[[ GIVEN DATA open ]]

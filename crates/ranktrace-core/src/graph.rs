//! Dense adjacency-matrix graph.
//!
//! # Overview
//!
//! A [`Graph`] is an N×N matrix over node indices `0..N`, where entry
//! `(i, j)` is `1.0` when node `i` links to node `j` and `0.0` otherwise.
//! Edges are unweighted: repeated edges collapse into a single entry.
//!
//! The node count is fixed at construction and the matrix is never mutated
//! afterwards. Every constructor rejects an empty graph, so downstream code
//! can rely on `N >= 1`.
//!
//! # Construction
//!
//! - [`Graph::from_rows`]: explicit 0/1 rows, validated for squareness.
//! - [`Graph::from_edges`]: node count plus `(from, to)` index pairs.
//! - [`Graph::from_digraph`]: any `petgraph` [`DiGraph`], labels taken from
//!   node weights.

use std::fmt::Display;

use nalgebra::DMatrix;
use petgraph::graph::DiGraph;
use petgraph::visit::EdgeRef;

use crate::error::RankError;

/// Largest node count accepted by any constructor. The dense adjacency and
/// transition matrices hold `N²` entries each.
pub const MAX_NODES: usize = 16_384;

/// Check that `nodes` is in `1..=MAX_NODES`.
///
/// # Errors
///
/// [`RankError::EmptyGraph`] for zero, [`RankError::TooManyNodes`] above
/// [`MAX_NODES`].
pub fn check_node_count(nodes: usize) -> Result<(), RankError> {
    if nodes == 0 {
        return Err(RankError::EmptyGraph);
    }
    if nodes > MAX_NODES || nodes.checked_mul(nodes).is_none() {
        return Err(RankError::TooManyNodes {
            nodes,
            max: MAX_NODES,
        });
    }
    Ok(())
}

/// Immutable N×N adjacency matrix with per-node display labels.
#[derive(Debug, Clone, PartialEq)]
pub struct Graph {
    adjacency: DMatrix<f64>,
    labels: Vec<String>,
}

impl Graph {
    /// Build a graph from explicit adjacency rows.
    ///
    /// # Errors
    ///
    /// - [`RankError::EmptyGraph`] if `rows` is empty.
    /// - [`RankError::TooManyNodes`] above [`MAX_NODES`] rows.
    /// - [`RankError::NotSquare`] if any row length differs from `rows.len()`.
    /// - [`RankError::InvalidEntry`] if any entry is neither 0 nor 1.
    pub fn from_rows<R: AsRef<[u8]>>(rows: &[R]) -> Result<Self, RankError> {
        let n = rows.len();
        check_node_count(n)?;

        let mut adjacency = DMatrix::zeros(n, n);
        for (i, row) in rows.iter().enumerate() {
            let row = row.as_ref();
            if row.len() != n {
                return Err(RankError::NotSquare {
                    row: i,
                    expected: n,
                    found: row.len(),
                });
            }
            for (j, &value) in row.iter().enumerate() {
                match value {
                    0 => {}
                    1 => adjacency[(i, j)] = 1.0,
                    _ => {
                        return Err(RankError::InvalidEntry {
                            row: i,
                            col: j,
                            value,
                        });
                    }
                }
            }
        }

        Ok(Self::with_default_labels(adjacency))
    }

    /// Build a graph with `nodes` nodes from `(from, to)` index pairs.
    ///
    /// # Errors
    ///
    /// - [`RankError::EmptyGraph`] if `nodes == 0`.
    /// - [`RankError::TooManyNodes`] if `nodes > MAX_NODES`.
    /// - [`RankError::EdgeOutOfRange`] if an endpoint is `>= nodes`.
    pub fn from_edges(nodes: usize, edges: &[(usize, usize)]) -> Result<Self, RankError> {
        check_node_count(nodes)?;

        let mut adjacency = DMatrix::zeros(nodes, nodes);
        for &(from, to) in edges {
            if from >= nodes || to >= nodes {
                return Err(RankError::EdgeOutOfRange { from, to, nodes });
            }
            adjacency[(from, to)] = 1.0;
        }

        Ok(Self::with_default_labels(adjacency))
    }

    /// Build a graph from a `petgraph` digraph.
    ///
    /// Node indices follow the digraph's own indices; labels are the
    /// `Display` form of each node weight.
    ///
    /// # Errors
    ///
    /// Returns [`RankError::EmptyGraph`] if the digraph has no nodes and
    /// [`RankError::TooManyNodes`] if it has more than [`MAX_NODES`].
    pub fn from_digraph<N: Display, E>(digraph: &DiGraph<N, E>) -> Result<Self, RankError> {
        let n = digraph.node_count();
        check_node_count(n)?;

        let mut adjacency = DMatrix::zeros(n, n);
        for edge in digraph.edge_references() {
            adjacency[(edge.source().index(), edge.target().index())] = 1.0;
        }

        let labels = digraph
            .node_indices()
            .map(|idx| digraph[idx].to_string())
            .collect();

        Ok(Self { adjacency, labels })
    }

    /// The four-page network used throughout the docs and the CLI defaults.
    ///
    /// `A → B`, `C → B`, `D → B`; `B` links nowhere (dangling) and collects
    /// every non-dangling link.
    #[must_use]
    pub fn king() -> Self {
        let mut adjacency = DMatrix::zeros(4, 4);
        for from in [0, 2, 3] {
            adjacency[(from, 1)] = 1.0;
        }
        Self {
            adjacency,
            labels: ["A", "B", "C", "D"].map(String::from).to_vec(),
        }
    }

    /// Replace the node labels.
    ///
    /// # Errors
    ///
    /// Returns [`RankError::LabelCount`] unless there is one label per node.
    pub fn with_labels(mut self, labels: Vec<String>) -> Result<Self, RankError> {
        if labels.len() != self.node_count() {
            return Err(RankError::LabelCount {
                expected: self.node_count(),
                found: labels.len(),
            });
        }
        self.labels = labels;
        Ok(self)
    }

    fn with_default_labels(adjacency: DMatrix<f64>) -> Self {
        let labels = (0..adjacency.nrows()).map(|i| i.to_string()).collect();
        Self { adjacency, labels }
    }

    /// Number of nodes N (always at least 1).
    #[must_use]
    pub fn node_count(&self) -> usize {
        self.adjacency.nrows()
    }

    /// Number of distinct edges.
    #[must_use]
    pub fn edge_count(&self) -> usize {
        self.adjacency.iter().filter(|&&a| a > 0.0).count()
    }

    /// The raw 0/1 adjacency matrix.
    #[must_use]
    pub const fn adjacency(&self) -> &DMatrix<f64> {
        &self.adjacency
    }

    #[must_use]
    pub fn has_edge(&self, from: usize, to: usize) -> bool {
        from < self.node_count() && to < self.node_count() && self.adjacency[(from, to)] > 0.0
    }

    /// Number of outgoing links from `node`.
    #[must_use]
    pub fn out_degree(&self, node: usize) -> usize {
        self.adjacency
            .row(node)
            .iter()
            .filter(|&&a| a > 0.0)
            .count()
    }

    /// Whether `node` has no outgoing links.
    #[must_use]
    pub fn is_dangling(&self, node: usize) -> bool {
        self.out_degree(node) == 0
    }

    /// Indices of every dangling node, ascending.
    #[must_use]
    pub fn dangling_nodes(&self) -> Vec<usize> {
        (0..self.node_count())
            .filter(|&i| self.is_dangling(i))
            .collect()
    }

    #[must_use]
    pub fn label(&self, node: usize) -> Option<&str> {
        self.labels.get(node).map(String::as_str)
    }

    #[must_use]
    pub fn labels(&self) -> &[String] {
        &self.labels
    }
}

#[cfg(test)]
mod tests {
    use super::*;

    #[test]
    fn from_rows_rejects_empty() {
        let rows: [[u8; 0]; 0] = [];
        assert_eq!(Graph::from_rows(&rows), Err(RankError::EmptyGraph));
    }

    #[test]
    fn from_rows_rejects_ragged_rows() {
        let rows: Vec<Vec<u8>> = vec![vec![0, 1], vec![0]];
        assert_eq!(
            Graph::from_rows(&rows),
            Err(RankError::NotSquare {
                row: 1,
                expected: 2,
                found: 1
            })
        );
    }

    #[test]
    fn from_rows_rejects_weighted_entries() {
        let rows = [[0_u8, 2], [0, 0]];
        assert_eq!(
            Graph::from_rows(&rows),
            Err(RankError::InvalidEntry {
                row: 0,
                col: 1,
                value: 2
            })
        );
    }

    #[test]
    fn from_rows_matches_king_graph() {
        let rows = [[0_u8, 1, 0, 0], [0, 0, 0, 0], [0, 1, 0, 0], [0, 1, 0, 0]];
        let graph = Graph::from_rows(&rows).expect("valid rows");
        assert_eq!(graph.adjacency(), Graph::king().adjacency());
        assert_eq!(graph.edge_count(), 3);
    }

    #[test]
    fn from_edges_collapses_parallel_edges() {
        let graph = Graph::from_edges(2, &[(0, 1), (0, 1)]).expect("valid edges");
        assert_eq!(graph.edge_count(), 1);
        assert_eq!(graph.out_degree(0), 1);
    }

    #[test]
    fn from_edges_rejects_out_of_range() {
        assert_eq!(
            Graph::from_edges(2, &[(0, 2)]),
            Err(RankError::EdgeOutOfRange {
                from: 0,
                to: 2,
                nodes: 2
            })
        );
        assert_eq!(Graph::from_edges(0, &[]), Err(RankError::EmptyGraph));
    }

    #[test]
    fn node_count_is_bounded() {
        assert_eq!(check_node_count(1), Ok(()));
        assert_eq!(check_node_count(MAX_NODES), Ok(()));
        assert_eq!(check_node_count(0), Err(RankError::EmptyGraph));
        for nodes in [MAX_NODES + 1, 5_000_000_001, usize::MAX] {
            assert_eq!(
                Graph::from_edges(nodes, &[]),
                Err(RankError::TooManyNodes {
                    nodes,
                    max: MAX_NODES
                })
            );
        }
    }

    #[test]
    fn king_graph_has_single_dangling_node() {
        let graph = Graph::king();
        assert_eq!(graph.node_count(), 4);
        assert_eq!(graph.dangling_nodes(), vec![1]);
        assert_eq!(graph.label(1), Some("B"));
        assert!(graph.has_edge(3, 1));
        assert!(!graph.has_edge(1, 3));
        assert!(!graph.has_edge(9, 1));
    }

    #[test]
    fn from_digraph_uses_node_weights_as_labels() {
        let mut dg = DiGraph::<&str, ()>::new();
        let a = dg.add_node("alpha");
        let b = dg.add_node("beta");
        dg.add_edge(a, b, ());
        dg.add_edge(b, a, ());

        let graph = Graph::from_digraph(&dg).expect("non-empty digraph");
        assert_eq!(graph.labels(), ["alpha".to_string(), "beta".to_string()]);
        assert!(graph.has_edge(0, 1));
        assert!(graph.has_edge(1, 0));
        assert!(graph.dangling_nodes().is_empty());
    }

    #[test]
    fn with_labels_checks_count() {
        let graph = Graph::from_edges(2, &[]).expect("valid");
        assert_eq!(graph.label(0), Some("0"));
        let err = graph
            .clone()
            .with_labels(vec!["only".to_string()])
            .expect_err("one label for two nodes");
        assert_eq!(
            err,
            RankError::LabelCount {
                expected: 2,
                found: 1
            }
        );
        let relabeled = graph
            .with_labels(vec!["x".to_string(), "y".to_string()])
            .expect("matching count");
        assert_eq!(relabeled.label(1), Some("y"));
    }
}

[[ GIVEN DATA closed ]]

## WORK TASK:
Your output should consist solely of the lines from the beginning of the entries through the line containing "links to node", reproduced exactly.

## ANSWER TO THIS PROBLEM:
filename crates/ranktrace-core/src/graph.rs
//! Dense adjacency-matrix graph.
//!
//! # Overview
//!
//! A [`Graph`] is an N×N matrix over node indices `0..N`, where entry
//! `(i, j)` is `1.0` when node `i` links to node `j` and `0.0` otherwise.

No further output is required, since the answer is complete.